An Experimental Evaluation using SQLite for Real-Time Stream Processing
Moriki Yamamoto and Hisao Koizumi
Abstract – The data generated at a very high rate by sensors and RFIDs are required to be handled by continuous queries keeping real time response. Because of its purpose, DSMSs are used in several cases of these large scale systems. On the other hand, sensor terminal systems include lightweight RDBMSs generally in many cases. So if lightweight RDBMSs can handle the high rate data directly,it is convenient for several applications. This paper proposes a speed-up method of stream processing by using the lightweight RDBMS SQLite without any special modifications.
Keywords: Stream processing, RDBMS, Multi-core, DSMS, CEP
- Introduction
This paper proposes two basic methods that use an open-source lightweight RDBMS SQLite as a simple SPE(Stream Processing Engine). In addition SQLite is the standard file system of Android OS and these methods do not require any modifications to SQLite itself. The first method is that records are inserted into a table using INSERT statement and records are selected from the same table using SELECT statement. This method is the usual one of the RDBMS usage. Both INSERT and SELECT are executed concurrently as separate processes, so this method shows moderate performance utilizing multi-core CPU. The first method is to focus on the goodness of the response than the throughput.
The second method is to use alternating multiple tables simultaneously. In the second method, records are inserted into the table using the specific IMPORT function of SQLite. Records are selected concurrently using SELECT statement from another table including already stored records. Here, the block is a memory table of SQLite. This second method provides higher performance than the first one by avoiding the problem of exclusive control of the database files and by using a bulk storing records method.
- Speed-Up Method of SQLite for Stream
Processing
Lightweight RDBMS is of course not suitable for stream processing, but this paper has the goal to be able to have input data rates up to ten of thousands per second at a simple query case. For example, if the data rate of the sensor 50 per sec, this performance is to be able to process
a batch of data from the sensors of hundreds of scale.
Fig. 1. In-memory function and memory file function.
2.1 Utilization of memory file function
SQLite has an in-memory database capability. In addition, by using the memory file function of Linux,database files of SQLite can be stored in memory. Fig. 1 shows the structure of in-memory function and memory file function. In-memory function is limited to within a single
process of SQLite, but memory file function is available from multiple processes of SQLite.
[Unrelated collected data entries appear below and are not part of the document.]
//! Fit-once, score-many anomaly model handle

use crate::config::ModelConfig;
use crate::error::{PipelineError, Result};
use crate::models::forest::IsolationForest;
use crate::models::scaler::StandardScaler;
use crate::models::AnomalyModel;
use crate::types::transaction::{FLAG_ANOMALOUS, FLAG_NORMAL};
use chrono::{DateTime, Utc};
use ndarray::{Array1, Array2};
use serde::{Deserialize, Serialize};
use tracing::{debug, info};

/// Output of scoring a matrix
#[derive(Debug, Clone, PartialEq)]
pub struct ModelScores {
    /// Decision scores; negative below the contamination threshold
    pub scores: Array1<f64>,
    /// -1 anomalous, +1 normal
    pub flags: Array1<i8>,
}

impl ModelScores {
    pub fn n_anomalies(&self) -> usize {
        self.flags.iter().filter(|&&f| f == FLAG_ANOMALOUS).count()
    }
}

/// Complete fitted state: scaling statistics, ensemble and threshold offset.
#[derive(Debug, Clone, PartialEq, Serialize, Deserialize)]
pub struct FittedModel {
    scaler: StandardScaler,
    forest: IsolationForest,
    /// Contamination percentile of the raw training scores
    offset: f64,
    params: ModelConfig,
    training_rows: usize,
    fitted_at: DateTime<Utc>,
}

impl FittedModel {
    fn fit(data: &Array2<f64>, params: &ModelConfig) -> Result<Self> {
        if !(params.contamination > 0.0 && params.contamination <= 0.5) {
            return Err(PipelineError::fit(format!(
                "contamination {} outside (0, 0.5]",
                params.contamination
            )));
        }

        let scaler = StandardScaler::fit(data)?;
        let scaled = scaler.transform(data)?;
        let forest = IsolationForest::fit(
            &scaled,
            params.n_estimators,
            params.max_samples,
            params.random_seed,
        )?;
        let raw = forest.score_samples(&scaled)?;
        let offset = percentile(raw.to_vec(), params.contamination);

        Ok(Self {
            scaler,
            forest,
            offset,
            params: params.clone(),
            training_rows: data.nrows(),
            fitted_at: Utc::now(),
        })
    }

    fn score(&self, data: &Array2<f64>) -> Result<ModelScores> {
        let scaled = self.scaler.transform(data)?;
        let scores = self.forest.score_samples(&scaled)? - self.offset;
        let flags = scores.mapv(|s| if s < 0.0 { FLAG_ANOMALOUS } else { FLAG_NORMAL });
        Ok(ModelScores { scores, flags })
    }

    pub fn n_features(&self) -> usize {
        self.scaler.n_features()
    }

    pub fn offset(&self) -> f64 {
        self.offset
    }

    pub fn params(&self) -> &ModelConfig {
        &self.params
    }

    pub fn training_rows(&self) -> usize {
        self.training_rows
    }

    pub fn fitted_at(&self) -> DateTime<Utc> {
        self.fitted_at
    }
}

/// `q`-quantile with linear interpolation between closest ranks.
fn percentile(mut values: Vec<f64>, q: f64) -> f64 {
    values.sort_by(|a, b| a.total_cmp(b));
    let position = q * (values.len() - 1) as f64;
    let lower = position.floor() as usize;
    let upper = position.ceil() as usize;
    values[lower] + (values[upper] - values[lower]) * (position - lower as f64)
}

/// Isolation forest with standardized inputs and a contamination-calibrated flag.
pub struct IsolationForestModel {
    config: ModelConfig,
    fitted: Option<FittedModel>,
}

impl IsolationForestModel {
    pub fn new(config: ModelConfig) -> Self {
        Self {
            config,
            fitted: None,
        }
    }

    /// Wrap previously fitted state, e.g. one loaded from disk.
    pub fn from_fitted(fitted: FittedModel) -> Self {
        Self {
            config: fitted.params.clone(),
            fitted: Some(fitted),
        }
    }

    pub fn fitted(&self) -> Option<&FittedModel> {
        self.fitted.as_ref()
    }

    pub fn config(&self) -> &ModelConfig {
        &self.config
    }
}

impl AnomalyModel for IsolationForestModel {
    fn fit(&mut self, data: &Array2<f64>) -> Result<()> {
        info!(
            rows = data.nrows(),
            features = data.ncols(),
            n_estimators = self.config.n_estimators,
            contamination = self.config.contamination,
            seed = self.config.random_seed,
            "Fitting isolation forest"
        );

        // Built off to the side; the previous state stays in place if this fails.
        let fitted = FittedModel::fit(data, &self.config)?;

        info!(
            trees = fitted.forest.n_estimators(),
            sample_size = fitted.forest.sample_size(),
            offset = fitted.offset,
            "Isolation forest fitted"
        );
        self.fitted = Some(fitted);
        Ok(())
    }

    fn score(&self, data: &Array2<f64>) -> Result<ModelScores> {
        let fitted = self
            .fitted
            .as_ref()
            .ok_or_else(|| PipelineError::contract("model has not been fitted"))?;
        let scores = fitted.score(data)?;

        debug!(
            rows = data.nrows(),
            anomalies = scores.n_anomalies(),
            "Scored feature matrix"
        );
        Ok(scores)
    }

    fn is_fitted(&self) -> bool {
        self.fitted.is_some()
    }

    fn name(&self) -> &str {
        "isolation_forest"
    }
}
For this reason, the method of this paper is using the memory file function.
2.2 Selection of commit unit
In SQLite, the INSERT time can be shortened significantly by committing multiple records together.However, if the blocking method is used at INSERT processing, real difference of response time arises for each input records.Even if real response times are not uniform, INSERT
processing time is almost the same as in the commit of unit 1 or unit 10. Therefore, it is possible to increase the number of input records per unit time.
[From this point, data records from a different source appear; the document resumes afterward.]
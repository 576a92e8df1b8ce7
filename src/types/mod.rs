//! Type definitions for the scoring pipeline

pub mod risk;
pub mod transaction;

pub use risk::{RiskLevel, RiskLevelThresholds};
pub use transaction::{
    CanonicalTransaction, DerivedFeatures, DropCounts, EnrichedTransaction, Provenance,
    ScoredTransaction,
};
//! Risk tier classification

use crate::error::{PipelineError, Result};
use serde::{Deserialize, Serialize};
use std::fmt;

/// Ordinal fraud-risk tier
#[derive(Debug, Clone, Copy, PartialEq, Eq, PartialOrd, Ord, Hash, Serialize, Deserialize)]
pub enum RiskLevel {
    Low,
    Medium,
    High,
}

impl RiskLevel {
    /// Determine risk level from an anomaly score and thresholds.
    ///
    /// Lower scores are more anomalous, so the comparison runs the other way
    /// round from a probability-style score.
    pub fn from_score(score: f64, thresholds: &RiskLevelThresholds) -> Self {
        if score < thresholds.high {
            RiskLevel::High
        } else if score < thresholds.medium {
            RiskLevel::Medium
        } else {
            RiskLevel::Low
        }
    }

    pub fn as_str(&self) -> &'static str {
        match self {
            RiskLevel::Low => "Low",
            RiskLevel::Medium => "Medium",
            RiskLevel::High => "High",
        }
    }

    pub fn all() -> [RiskLevel; 3] {
        [RiskLevel::Low, RiskLevel::Medium, RiskLevel::High]
    }
}

impl fmt::Display for RiskLevel {
    fn fmt(&self, f: &mut fmt::Formatter<'_>) -> fmt::Result {
        f.write_str(self.as_str())
    }
}

/// Configurable score cut-offs.
///
/// `score < high` is High, `high <= score < medium` is Medium, anything else Low.
/// The defaults are inherited values, not calibrated against labeled outcomes.
#[derive(Debug, Clone, Copy, PartialEq, Serialize, Deserialize)]
pub struct RiskLevelThresholds {
    #[serde(default = "default_high")]
    pub high: f64,
    #[serde(default = "default_medium")]
    pub medium: f64,
}

fn default_high() -> f64 {
    -0.20
}

fn default_medium() -> f64 {
    0.0
}

impl RiskLevelThresholds {
    pub fn validate(&self) -> Result<()> {
        if !self.high.is_finite() || !self.medium.is_finite() {
            return Err(PipelineError::config("risk thresholds must be finite"));
        }
        if self.high > self.medium {
            return Err(PipelineError::config(format!(
                "high threshold {} is above medium threshold {}",
                self.high, self.medium
            )));
        }
        Ok(())
    }
}

impl Default for RiskLevelThresholds {
    fn default() -> Self {
        Self {
            high: default_high(),
            medium: default_medium(),
        }
    }
}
2.3 Taking advantage of multi-core parallel processing
By taking advantage of using Linux memory file function, response performance is improved, but CPU utilization increases. Therefore, necessity has that the number of processes of SQLite and the number of CPU is the same possible numbers.
(1) Single block method
Here, we call single block method the method of performing INSERT processing and SELECT processing simultaneously against a single block of data. Hereafter this method is abbreviated as SB method. In this method a data block is one table of SQLite in one file. This is the normal practice of using a RDBMS. Fig. 2 shows an overview of SB method. Number of records in the data block must be adjusted within the proper range so as to keep the proper processing time of SELECT by using DELETE older records.
(2) Rotated blocks method
SB method is using only one data block. Therefore,waiting for the lock or lock error occurs due to competition of INSERT processing and SELECT processing. This paper proposes a different method in order to avoid lock competition. Hereafter this method is abbreviated as RB method. Fig. 3 shows an overview that. This method separates the data blocks for INSERT processing and SELECT processing at any one time. Due to blocking, input rate and INSERT times per unit time (INSERT rate) does not correspond. Note that SELECT processing is set to target up to 8 blocks in order to activate on 8 blocks SELECT statements which are combined by UNION operation. SQLite can combine up to 10 database files, one of which, however, can used as a temporary table, and the other one of which is used for storage of a master table for combining and of an intermediate result. Not that SQLite,using a special ATTACH DATABASE statement, can temporarily combines several files virtually into one file. If there is one data block for SELECT in Fig. 3, a query over the data block is available. And if there are two or more data blocks, a query over the data blocks is available.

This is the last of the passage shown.